Figure 8.1 Nutrition from colorful fruits and vegetables plays a role in endocrine function. (credit: modification of work “Colors and vitamins!” by Julien Lehuen/Flickr, CC BY 2.0)

Eight major hormone-secreting glands make up the complex endocrine system. The hormones control growth, development, metabolism, reproductive function, and state of mind. Because nurses are responsible for assessing clients as part of the initial stages of the nursing process, an understanding of normal endocrine physiology will alert the nurse to any deviations when assessing endocrine function during the head-to-toe client assessment.

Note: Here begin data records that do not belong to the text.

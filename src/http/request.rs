//! Request identification.
//!
//! # Responsibilities
//! - Generate a unique request ID (UUID v4) when the caller sent none
//! - Expose the ID to handlers so it can travel to the order engine
//!
//! # Design Decisions
//! - Request ID added as early as possible for tracing
//! - A caller-supplied `x-request-id` is kept as is

use std::convert::Infallible;

use axum::{
    extract::FromRequestParts,
    http::{request::Parts, HeaderName, HeaderValue, Request},
};
use tower_http::request_id::{MakeRequestId, RequestId as HeaderRequestId};
use uuid::Uuid;

/// Header carrying the request ID in and out of the gateway.
pub const X_REQUEST_ID: HeaderName = HeaderName::from_static("x-request-id");

/// Generates UUID v4 request IDs.
#[derive(Debug, Clone, Copy, Default)]
pub struct MakeRequestUuid;

impl MakeRequestId for MakeRequestUuid {
    fn make_request_id<B>(&mut self, _request: &Request<B>) -> Option<HeaderRequestId> {
        let id = Uuid::new_v4().to_string();
        HeaderValue::from_str(&id).ok().map(HeaderRequestId::new)
    }
}

/// The current request's ID, as a handler argument.
#[derive(Debug, Clone, PartialEq, Eq)]
pub struct RequestId(pub String);

impl RequestId {
    pub fn as_str(&self) -> &str {
        &self.0
    }
}

impl std::fmt::Display for RequestId {
    fn fmt(&self, f: &mut std::fmt::Formatter<'_>) -> std::fmt::Result {
        f.write_str(&self.0)
    }
}

/// Read the ID set by `SetRequestIdLayer`, falling back to the raw header.
pub fn request_id_of(parts: &Parts) -> Option<String> {
    let value = parts
        .extensions
        .get::<HeaderRequestId>()
        .map(HeaderRequestId::header_value)
        .or_else(|| parts.headers.get(X_REQUEST_ID))?;
    value.to_str().ok().map(str::to_string)
}

impl<S> FromRequestParts<S> for RequestId
where
    S: Send + Sync,
{
    type Rejection = Infallible;

    async fn from_request_parts(parts: &mut Parts, _state: &S) -> Result<Self, Self::Rejection> {
        let id = request_id_of(parts).unwrap_or_else(|| "unknown".to_string());
        Ok(RequestId(id))
    }
}

#[cfg(test)]
mod tests {
    use super::*;

    #[test]
    fn generated_ids_are_uuids() {
        let request = Request::new(());
        let id = MakeRequestUuid.make_request_id(&request).unwrap();
        let text = id.header_value().to_str().unwrap();
        assert!(Uuid::parse_str(text).is_ok());
    }

    #[tokio::test]
    async fn extractor_prefers_extension() {
        let mut request = Request::builder()
            .header(X_REQUEST_ID, "from-header")
            .body(())
            .unwrap();
        request
            .extensions_mut()
            .insert(HeaderRequestId::new(HeaderValue::from_static("from-layer")));
        let (mut parts, _) = request.into_parts();

        let id = RequestId::from_request_parts(&mut parts, &()).await.unwrap();
        assert_eq!(id.as_str(), "from-layer");
    }

    #[tokio::test]
    async fn extractor_falls_back_to_header() {
        let request = Request::builder()
            .header(X_REQUEST_ID, "abc-123")
            .body(())
            .unwrap();
        let (mut parts, _) = request.into_parts();
        let id = RequestId::from_request_parts(&mut parts, &()).await.unwrap();
        assert_eq!(id.to_string(), "abc-123");
    }
}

The nurse must also understand how nutrition plays a role in reparative processes and optimum endocrine function throughout the lifespan and when clients have chronic endocrine conditions.

Consider this case: Sarah Yellowhorse is a 30-year-old Native American woman beginning the third trimester of her first pregnancy. She has arrived at the clinic for her 24–26-week checkup. Her vital signs are within defined limits, and her weight gain is as expected for this stage of her pregnancy. She has no history of diabetes or significant medical or surgical conditions. However, she has a family history of diabetes types 1 and 2. Her mother was diagnosed at 3 years old with type 1 diabetes, and last year her father was diagnosed at age 56 with type 2 diabetes. Sarah is concerned about her risk for developing gestational diabetes due to her ethnicity and family history. She consumes some vegetables, such as squash and corn, but she has been eating more potatoes and processed foods.